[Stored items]
* * *
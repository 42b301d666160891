use thiserror::Error;

use crate::audit::{AuditCategory, AuditContext, AuditEvent, AuditOutcome, AuditSink};
use crate::flows::states::{FlowContext, TransitionOutcome, TurnEvent, TurnPhase};

pub trait FlowDefinition {
    fn initial_state(&self) -> TurnPhase;
    fn transition(
        &self,
        current: &TurnPhase,
        event: &TurnEvent,
        context: &FlowContext,
    ) -> Result<TransitionOutcome, FlowTransitionError>;
}

/// The per-turn pipeline: pre-turn gate, dispatch, post-turn gate, commit.
#[derive(Clone, Debug, Default)]
pub struct TurnFlow;

impl FlowDefinition for TurnFlow {
    fn initial_state(&self) -> TurnPhase {
        TurnPhase::New
    }

    fn transition(
        &self,
        current: &TurnPhase,
        event: &TurnEvent,
        context: &FlowContext,
    ) -> Result<TransitionOutcome, FlowTransitionError> {
        transition_turn(current, event, context)
    }
}

#[derive(Clone, Debug)]
pub struct FlowEngine<F> {
    flow: F,
}

impl<F> FlowEngine<F>
where
    F: FlowDefinition,
{
    pub fn new(flow: F) -> Self {
        Self { flow }
    }

    pub fn initial_state(&self) -> TurnPhase {
        self.flow.initial_state()
    }

    pub fn apply(
        &self,
        current: &TurnPhase,
        event: &TurnEvent,
        context: &FlowContext,
    ) -> Result<TransitionOutcome, FlowTransitionError> {
        self.flow.transition(current, event, context)
    }

    pub fn apply_with_audit<S>(
        &self,
        current: &TurnPhase,
        event: &TurnEvent,
        context: &FlowContext,
        sink: &S,
        audit: &AuditContext,
    ) -> Result<TransitionOutcome, FlowTransitionError>
    where
        S: AuditSink + ?Sized,
    {
        let result = self.apply(current, event, context);
        match &result {
            Ok(outcome) => {
                sink.emit(
                    AuditEvent::new(audit, "flow.transition_applied", AuditCategory::Flow)
                        .with_outcome(AuditOutcome::Success)
                        .with_metadata("from", outcome.from.as_str())
                        .with_metadata("to", outcome.to.as_str())
                        .with_metadata("event", format!("{:?}", outcome.event)),
                );
            }
            Err(error) => {
                sink.emit(
                    AuditEvent::new(audit, "flow.transition_rejected", AuditCategory::Flow)
                        .with_outcome(AuditOutcome::Rejected)
                        .with_metadata("error", error.to_string()),
                );
            }
        }
        result
    }
}

impl Default for FlowEngine<TurnFlow> {
    fn default() -> Self {
        Self::new(TurnFlow)
    }
}

#[derive(Clone, Debug, Error, PartialEq, Eq)]
pub enum FlowTransitionError {
    #[error("transition from {state:?} requires {requirement}")]
    MissingPrecondition { state: TurnPhase, requirement: &'static str },
    #[error("invalid transition from {state:?} using event {event:?}")]
    InvalidTransition { state: TurnPhase, event: TurnEvent },
}

fn transition_turn(
    current: &TurnPhase,
    event: &TurnEvent,
    context: &FlowContext,
) -> Result<TransitionOutcome, FlowTransitionError> {
    use TurnEvent::{
        AgentFailed, AgentReturned, CloseRequested, InputReceived, InterceptEmitted,
        PostCheckIntercepted, PostChecksPassed, PreCheckIntercepted, PreChecksPassed,
        SessionOpened, TurnCommitted,
    };
    use TurnPhase::{
        AwaitingInput, Closed, Dispatching, Intercepted, New, Responding, ValidatingPost,
        ValidatingPre,
    };

    let to = match (current, event) {
        (Closed, _) => {
            return Err(FlowTransitionError::InvalidTransition { state: *current, event: *event });
        }
        (_, CloseRequested) => Closed,
        (New, SessionOpened) => AwaitingInput,
        (AwaitingInput, InputReceived) => ValidatingPre,
        (ValidatingPre, PreChecksPassed) => {
            if !context.has_sanitized_input {
                return Err(FlowTransitionError::MissingPrecondition {
                    state: *current,
                    requirement: "sanitized input",
                });
            }
            Dispatching
        }
        (ValidatingPre, PreCheckIntercepted) | (ValidatingPost, PostCheckIntercepted) => {
            Intercepted
        }
        (Dispatching, AgentReturned) => {
            if !context.has_draft {
                return Err(FlowTransitionError::MissingPrecondition {
                    state: *current,
                    requirement: "a usable draft reply",
                });
            }
            ValidatingPost
        }
        (Dispatching, AgentFailed) | (ValidatingPost, PostChecksPassed) => Responding,
        (Responding, TurnCommitted) | (Intercepted, InterceptEmitted) => AwaitingInput,
        _ => {
            return Err(FlowTransitionError::InvalidTransition { state: *current, event: *event });
        }
    };

    Ok(TransitionOutcome { from: *current, to, event: *event })
}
* * *
What is required
Using the data above, say how many lines include the word "Clone". Write only that number.

Task response
3